Personal information
- Nationality: Canadian
- Born: December 22, 1994 (age 31)

Sport
- Country: Canada
- Sport: Para-alpine skiing
- Disability class: LW9

Medal record
Women's para-alpine skiing
Representing Canada
Winter Paralympics
| Bronze medal – third place | 2018 Pyeongchang | Super combined standing |
| Bronze medal – third place | 2018 Pyeongchang | Super-G standing |
| Bronze medal – third place | 2022 Beijing | Super-G standing |
| Bronze medal – third place | 2022 Beijing | Super combined standing |

= Alana Ramsay =

Canadian para-alpine skier (born 1994)

Alana Ramsay (born December 22, 1994) is a Canadian paralympic alpine skier, born in Calgary, Alberta.
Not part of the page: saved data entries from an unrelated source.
use indexmap::IndexMap;
use num_bigint::BigInt;
use petgraph::graph::{DiGraph, NodeIndex};
use serde::{Deserialize, Serialize};

/// A matched withdraw/deposit pair
#[derive(Debug, Clone, PartialEq, Eq, Serialize, Deserialize)]
pub struct Transfer {
    pub from: String,
    pub to: String,
    pub asset: String,
    pub amount: String,
}

/// A withdraw or deposit with no counterpart in the same transaction
#[derive(Debug, Clone, PartialEq, Eq, Serialize, Deserialize)]
pub struct OrphanEvent {
    pub account: String,
    pub asset: String,
    pub amount: String,
}

/// Unmatched deposits (`in`) and withdraws (`out`)
#[derive(Debug, Clone, Default, PartialEq, Eq, Serialize, Deserialize)]
pub struct Orphans {
    #[serde(rename = "in")]
    pub incoming: Vec<OrphanEvent>,

    #[serde(rename = "out")]
    pub outgoing: Vec<OrphanEvent>,
}

impl Orphans {
    pub fn is_empty(&self) -> bool {
        self.incoming.is_empty() && self.outgoing.is_empty()
    }
}

/// Who sent what to whom within a single transaction
///
/// Transfers are in deposit order.
#[derive(Debug, Clone, Default, PartialEq, Eq, Serialize, Deserialize)]
pub struct TransferGraph {
    pub transfers: Vec<Transfer>,
    pub orphans: Orphans,
}

impl TransferGraph {
    pub fn new() -> Self {
        Self::default()
    }

    /// Transfers grouped by sender, senders in first-seen order
    pub fn by_sender(&self) -> IndexMap<&str, Vec<&Transfer>> {
        let mut grouped: IndexMap<&str, Vec<&Transfer>> = IndexMap::new();
        for transfer in &self.transfers {
            grouped
                .entry(transfer.from.as_str())
                .or_default()
                .push(transfer);
        }
        grouped
    }

    /// Net amount per `(account, asset)`: received − sent + orphan in − orphan out
    ///
    /// Amounts that are not decimal integers are left out.
    pub fn net_flows(&self) -> IndexMap<(String, String), BigInt> {
        let mut flows: IndexMap<(String, String), BigInt> = IndexMap::new();
        let mut apply = |account: &str, asset: &str, amount: &str, inflow: bool| {
            let Ok(value) = amount.parse::<BigInt>() else {
                tracing::debug!("Skipping non-numeric amount {:?}", amount);
                return;
            };
            let entry = flows
                .entry((account.to_string(), asset.to_string()))
                .or_default();
            if inflow {
                *entry += value;
            } else {
                *entry -= value;
            }
        };

        for t in &self.transfers {
            apply(&t.from, &t.asset, &t.amount, false);
            apply(&t.to, &t.asset, &t.amount, true);
        }
        for o in &self.orphans.incoming {
            apply(&o.account, &o.asset, &o.amount, true);
        }
        for o in &self.orphans.outgoing {
            apply(&o.account, &o.asset, &o.amount, false);
        }

        flows
    }

    /// Account-level flow graph: one node per account, one edge per transfer
    pub fn flow_graph(&self) -> DiGraph<String, Transfer> {
        let mut graph = DiGraph::new();
        let mut index: IndexMap<&str, NodeIndex> = IndexMap::new();

        for transfer in &self.transfers {
            let from = *index
                .entry(transfer.from.as_str())
                .or_insert_with(|| graph.add_node(transfer.from.clone()));
            let to = *index
                .entry(transfer.to.as_str())
                .or_insert_with(|| graph.add_node(transfer.to.clone()));
            graph.add_edge(from, to, transfer.clone());
        }

        graph
    }

    /// Export the flow graph to DOT format for Graphviz
    pub fn to_dot(&self) -> String {
        let graph = self.flow_graph();
        let mut dot = "digraph TransferGraph {\n".to_string();
        dot.push_str("  rankdir=LR;\n");
        dot.push_str("  node [shape=box, style=rounded];\n\n");

        for node in graph.node_indices() {
            let account = &graph[node];
            dot.push_str(&format!(
                "  n{} [label=\"{}\"];\n",
                node.index(),
                display_account(account)
            ));
        }

        dot.push('\n');

        for edge in graph.edge_indices() {
            if let Some((from, to)) = graph.edge_endpoints(edge) {
                let transfer = &graph[edge];
                dot.push_str(&format!(
                    "  n{} -> n{} [label=\"{} {}\"];\n",
                    from.index(),
                    to.index(),
                    transfer.amount,
                    truncate_address(&transfer.asset)
                ));
            }
        }

        dot.push_str("}\n");
        dot
    }
}

/// Shorten long hex addresses to `0x1234..abcd`
pub fn truncate_address(addr: &str) -> String {
    if addr.len() <= 12 || !addr.is_ascii() {
        return addr.to_string();
    }
    format!("{}..{}", &addr[..6], &addr[addr.len() - 4..])
}

/// Truncated account, or a placeholder for unresolved stores
pub fn display_account(account: &str) -> String {
    if account.is_empty() {
        "(unresolved)".to_string()
    } else {
        truncate_address(account)
    }
}
//! Fungible store metadata and the per-run lookup cache

use crate::data_source::{AccountAddress, FUNGIBLE_STORE, OBJECT_CORE, ResourceResolver};
use indexmap::IndexMap;
use indexmap::map::Entry;

/// Owner and asset of a fungible store, either possibly unknown
#[derive(Debug, Clone, Default, PartialEq, Eq)]
pub struct StoreMeta {
    pub owner: Option<String>,
    pub asset: Option<String>,
}

impl StoreMeta {
    pub fn new(owner: Option<String>, asset: Option<String>) -> Self {
        Self { owner, asset }
    }

    /// Owner address, or an empty string when unresolved
    pub fn owner_or_empty(&self) -> &str {
        self.owner.as_deref().unwrap_or_default()
    }

    /// Asset id, or an empty string when unresolved
    pub fn asset_or_empty(&self) -> &str {
        self.asset.as_deref().unwrap_or_default()
    }
}

/// Store address -> metadata, in the order stores were first seen
///
/// An address, once recorded, is never overwritten.
#[derive(Debug, Clone, Default, PartialEq, Eq)]
pub struct StoreInfo {
    entries: IndexMap<String, StoreMeta>,
}

impl StoreInfo {
    pub fn new() -> Self {
        Self::default()
    }

    pub fn get(&self, store: &str) -> Option<&StoreMeta> {
        self.entries.get(store)
    }

    /// Record `meta` for `store` unless it is already known; returns whether it was inserted
    pub fn insert(&mut self, store: impl Into<String>, meta: StoreMeta) -> bool {
        match self.entries.entry(store.into()) {
            Entry::Occupied(_) => false,
            Entry::Vacant(slot) => {
                slot.insert(meta);
                true
            }
        }
    }

    pub fn len(&self) -> usize {
        self.entries.len()
    }

    pub fn is_empty(&self) -> bool {
        self.entries.is_empty()
    }

    pub fn iter(&self) -> impl Iterator<Item = (&String, &StoreMeta)> {
        self.entries.iter()
    }
}

impl FromIterator<(String, StoreMeta)> for StoreInfo {
    fn from_iter<I: IntoIterator<Item = (String, StoreMeta)>>(iter: I) -> Self {
        let mut info = StoreInfo::new();
        for (store, meta) in iter {
            info.insert(store, meta);
        }
        info
    }
}

/// Read-through cache over `StoreInfo` bound to one ledger version
///
/// Stores missing from the seed are looked up once through the resolver
/// and remembered for the rest of the run, whatever the outcome.
pub struct StoreCache<'a, R: ?Sized> {
    info: StoreInfo,
    resolver: &'a R,
    version: u64,
}

impl<'a, R: ResourceResolver + ?Sized> StoreCache<'a, R> {
    pub fn new(info: StoreInfo, resolver: &'a R, version: u64) -> Self {
        Self {
            info,
            resolver,
            version,
        }
    }

    pub fn version(&self) -> u64 {
        self.version
    }

    /// Metadata for `store`, querying the resolver on first miss
    pub async fn resolve(&mut self, store: &str) -> StoreMeta {
        if let Some(meta) = self.info.get(store) {
            return meta.clone();
        }

        let meta = query_store_meta(self.resolver, store, self.version).await;
        self.info.insert(store, meta.clone());
        meta
    }

    pub fn into_inner(self) -> StoreInfo {
        self.info
    }
}

/// Look up owner and asset of a store that this transaction did not write
///
/// Failures degrade the affected field to `None`.
pub async fn query_store_meta<R: ResourceResolver + ?Sized>(
    resolver: &R,
    store: &str,
    version: u64,
) -> StoreMeta {
    if let Err(e) = AccountAddress::parse_relaxed(store) {
        tracing::debug!("Not resolving store {:?}: {}", store, e);
        return StoreMeta::default();
    }

    tracing::debug!("Resolving store {} at version {}", store, version);
    let (object_core, fungible_store) = tokio::join!(
        resolver.get_resource(store, OBJECT_CORE, version),
        resolver.get_resource(store, FUNGIBLE_STORE, version),
    );

    let owner = match object_core {
        Ok(Some(resource)) => resource.object_owner(),
        Ok(None) => {
            tracing::debug!("No ObjectCore for store {} at version {}", store, version);
            None
        }
        Err(e) => {
            tracing::warn!("Failed to resolve owner of store {}: {}", store, e);
            None
        }
    };

    let asset = match fungible_store {
        Ok(Some(resource)) => resource.fungible_store().and_then(|fs| fs.asset),
        Ok(None) => {
            tracing::debug!("No FungibleStore for store {} at version {}", store, version);
            None
        }
        Err(e) => {
            tracing::warn!("Failed to resolve asset of store {}: {}", store, e);
            None
        }
    };

    StoreMeta::new(owner, asset)
}
//! CLI module
//!
//! This module defines the command-line interface using clap and implements
//! the command execution logic.

use crate::{Config, Result};
use clap::{Parser, Subcommand, ValueEnum};
use std::path::PathBuf;

pub mod commands;
pub mod output;

/// Aptos transaction flow analyzer CLI
#[derive(Parser, Debug)]
#[command(name = "aptos-flow")]
#[command(version, about, long_about = None)]
pub struct Cli {
    /// Path to configuration file
    #[arg(short, long, global = true)]
    pub config: Option<PathBuf>,

    /// Aptos REST API base URL (overrides config)
    #[arg(long, global = true, env = "APTOS_RPC_URL")]
    pub rpc_url: Option<String>,

    /// Cache transaction and resource responses on disk
    #[arg(long, global = true)]
    pub cache: bool,

    /// Subcommand to execute
    #[command(subcommand)]
    pub command: Commands,
}

/// Available CLI commands
#[derive(Subcommand, Debug)]
pub enum Commands {
    /// List fungible asset withdraw/deposit events of a transaction
    Transfers {
        /// Transaction version or hash
        version_or_hash: String,

        /// Output format
        #[arg(short, long, value_enum, default_value = "json")]
        output: ListFormat,
    },

    /// Pair withdraws with deposits to show who sent what to whom
    Graph {
        /// Transaction version or hash
        version_or_hash: String,

        /// Output format
        #[arg(short, long, value_enum, default_value = "json")]
        output: GraphFormat,
    },

    /// Show fungible store balance changes between a version and the one before it
    BalanceChange {
        /// Transaction version
        version: String,

        /// Output format
        #[arg(short, long, value_enum, default_value = "json")]
        output: ListFormat,
    },
}

/// Output formats for event and balance lists
#[derive(Debug, Clone, Copy, PartialEq, Eq, ValueEnum)]
pub enum ListFormat {
    /// JSON output
    Json,
    /// Plain text table
    Table,
}

/// Output formats for the transfer graph
#[derive(Debug, Clone, Copy, PartialEq, Eq, ValueEnum)]
pub enum GraphFormat {
    /// JSON output
    Json,
    /// Transfers grouped by sender
    Pretty,
    /// DOT format (Graphviz)
    Dot,
}

/// Execute the CLI command
pub async fn execute(args: Cli, config: Config) -> Result<()> {
    match args.command {
        Commands::Transfers {
            version_or_hash,
            output,
        } => commands::transfers::execute(&version_or_hash, output, &config).await,
        Commands::Graph {
            version_or_hash,
            output,
        } => commands::graph::execute(&version_or_hash, output, &config).await,
        Commands::BalanceChange { version, output } => {
            commands::balance_change::execute(&version, output, &config).await
        }
    }
}
//! This module defines all error types used throughout the application.

use std::io;
use thiserror::Error;

/// Main error type for the application
#[derive(Error, Debug)]
pub enum Error {
    /// IO errors (file not found, permission denied, etc.)
    #[error("IO error: {0}")]
    Io(#[from] io::Error),

    /// Malformed user input (bad version, bad hash, bad address)
    #[error("Invalid input: {0}")]
    InvalidInput(String),

    /// Transaction or resource does not exist
    #[error("Not found: {0}")]
    NotFound(String),

    /// Network or API failure
    #[error("Transport error: {0}")]
    Transport(String),

    /// A response or record has an unexpected shape
    #[error("Decode error: {0}")]
    Decode(String),

    /// Configuration errors
    #[error("Configuration error: {0}")]
    Config(String),
}

/// Result type alias using our Error type
pub type Result<T> = std::result::Result<T, Error>;

impl Error {
    pub fn invalid_input(msg: impl Into<String>) -> Self {
        Self::InvalidInput(msg.into())
    }

    pub fn not_found(msg: impl Into<String>) -> Self {
        Self::NotFound(msg.into())
    }

    pub fn transport(msg: impl Into<String>) -> Self {
        Self::Transport(msg.into())
    }

    pub fn decode(msg: impl Into<String>) -> Self {
        Self::Decode(msg.into())
    }

    /// Check if error is a missing transaction or resource
    pub fn is_not_found(&self) -> bool {
        matches!(self, Error::NotFound(_))
    }
}

// Implement From traits for common external error types

impl From<toml::de::Error> for Error {
    fn from(err: toml::de::Error) -> Self {
        Error::Config(err.to_string())
    }
}

impl From<serde_json::Error> for Error {
    fn from(err: serde_json::Error) -> Self {
        Error::Decode(format!("JSON error: {}", err))
    }
}

impl From<reqwest::Error> for Error {
    fn from(err: reqwest::Error) -> Self {
        Error::Transport(err.to_string())
    }
}

/// Return early with an invalid input error
#[macro_export]
macro_rules! ensure_input {
    ($cond:expr, $($arg:tt)*) => {
        if !($cond) {
            return Err($crate::error::Error::InvalidInput(format!($($arg)*)));
        }
    };
}
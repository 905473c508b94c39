//! Event correlation
//!
//! Turns the event log into resolved withdraw/deposit events and pairs them
//! into transfers. Pairing is first-in-first-out per asset: a deposit takes
//! the earliest unmatched withdraw of the same asset, and the deposit's
//! amount is what the transfer reports. Routed swaps that withdraw and
//! deposit the same asset several times can be paired differently from the
//! economic flow.

use super::graph::{OrphanEvent, Transfer, TransferGraph};
use super::store_info::{StoreCache, StoreInfo};
use crate::data_source::{DEPOSIT_EVENT, Event, ResourceResolver, WITHDRAW_EVENT};
use indexmap::IndexMap;
use serde::{Deserialize, Serialize};
use std::collections::VecDeque;

/// Direction of a fungible asset event
#[derive(Debug, Clone, Copy, PartialEq, Eq, Hash, Serialize, Deserialize)]
#[serde(rename_all = "lowercase")]
pub enum TransferKind {
    Withdraw,
    Deposit,
}

impl TransferKind {
    pub fn from_event_type(type_tag: &str) -> Option<Self> {
        match type_tag {
            WITHDRAW_EVENT => Some(TransferKind::Withdraw),
            DEPOSIT_EVENT => Some(TransferKind::Deposit),
            _ => None,
        }
    }

    pub fn name(&self) -> &'static str {
        match self {
            TransferKind::Withdraw => "withdraw",
            TransferKind::Deposit => "deposit",
        }
    }
}

/// A withdraw or deposit with its store resolved to owner and asset
///
/// `account` and `asset` are empty when the store could not be resolved.
#[derive(Debug, Clone, PartialEq, Eq, Serialize, Deserialize)]
pub struct TransferEvent {
    #[serde(rename = "type")]
    pub kind: TransferKind,
    pub account: String,
    pub fungible_store: String,
    pub asset: String,
    pub amount: String,
}

/// Resolves fungible asset events against a store cache
pub struct EventCorrelator<'a, R: ?Sized> {
    cache: StoreCache<'a, R>,
}

impl<'a, R: ResourceResolver + ?Sized> EventCorrelator<'a, R> {
    /// Start from a snapshot of `store_info`; the snapshot itself is never modified
    pub fn new(store_info: &StoreInfo, resolver: &'a R, version: u64) -> Self {
        Self {
            cache: StoreCache::new(store_info.clone(), resolver, version),
        }
    }

    /// Withdraw and deposit events in log order; everything else is dropped
    pub async fn transfer_events(&mut self, events: &[Event]) -> Vec<TransferEvent> {
        let mut transfer_events = Vec::new();

        for event in events {
            let Some(kind) = TransferKind::from_event_type(&event.type_tag) else {
                continue;
            };
            let Some((store, amount)) = event.store_and_amount() else {
                tracing::debug!(
                    "Skipping {} event without store/amount at version {}",
                    kind.name(),
                    self.cache.version()
                );
                continue;
            };

            let meta = self.cache.resolve(store).await;
            transfer_events.push(TransferEvent {
                kind,
                account: meta.owner_or_empty().to_string(),
                fungible_store: store.to_string(),
                asset: meta.asset_or_empty().to_string(),
                amount: amount.to_string(),
            });
        }

        transfer_events
    }
}

/// Resolve the transfer events of an event log
pub async fn extract_transfer_events<R: ResourceResolver + ?Sized>(
    events: &[Event],
    store_info: &StoreInfo,
    resolver: &R,
    version: u64,
) -> Vec<TransferEvent> {
    EventCorrelator::new(store_info, resolver, version)
        .transfer_events(events)
        .await
}

/// Resolve and pair an event log into a transfer graph
pub async fn correlate<R: ResourceResolver + ?Sized>(
    events: &[Event],
    store_info: &StoreInfo,
    resolver: &R,
    version: u64,
) -> TransferGraph {
    let transfer_events = extract_transfer_events(events, store_info, resolver, version).await;
    pair_transfers(&transfer_events)
}

struct PendingWithdraw<'e> {
    account: &'e str,
    amount: &'e str,
}

/// Pair withdraws with deposits, first-in-first-out per asset
///
/// Withdraws still pending at the end become outgoing orphans, grouped by
/// asset in the order each asset first had a withdraw queued.
pub fn pair_transfers(events: &[TransferEvent]) -> TransferGraph {
    let mut graph = TransferGraph::new();
    let mut pending: IndexMap<&str, VecDeque<PendingWithdraw>> = IndexMap::new();

    for event in events {
        let asset = event.asset.as_str();
        match event.kind {
            TransferKind::Withdraw => {
                pending.entry(asset).or_default().push_back(PendingWithdraw {
                    account: &event.account,
                    amount: &event.amount,
                });
            }
            TransferKind::Deposit => {
                match pending.get_mut(asset).and_then(VecDeque::pop_front) {
                    Some(withdraw) => graph.transfers.push(Transfer {
                        from: withdraw.account.to_string(),
                        to: event.account.clone(),
                        asset: event.asset.clone(),
                        amount: event.amount.clone(),
                    }),
                    None => graph.orphans.incoming.push(OrphanEvent {
                        account: event.account.clone(),
                        asset: event.asset.clone(),
                        amount: event.amount.clone(),
                    }),
                }
            }
        }
    }

    for (asset, queue) in pending {
        graph
            .orphans
            .outgoing
            .extend(queue.into_iter().map(|withdraw| OrphanEvent {
                account: withdraw.account.to_string(),
                asset: asset.to_string(),
                amount: withdraw.amount.to_string(),
            }));
    }

    graph
}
Ramsay, who was born with cerebral palsy due to a stroke at birth, started skiing at age 6. On the Para-Alpine World Cup circuit in 2015/16, she landed her first podium. In both 2016 and 2017, Ramsay was named Canadian Ski Racing Female Para Alpine Athlete of the Year. Ramsay has competed in 3 Paralympic games thus far, she won bronze medals at the Pyeongchang 2018 Winter Paralympics in both the super-G and super combined events. In the 2022 Beijing Winter Paralympics, Ramsay won two more bronze medals, in the super combined standing and super-G standing events.

In 2022. Ramsay announced her retirement ahead of the 2022-23 race season.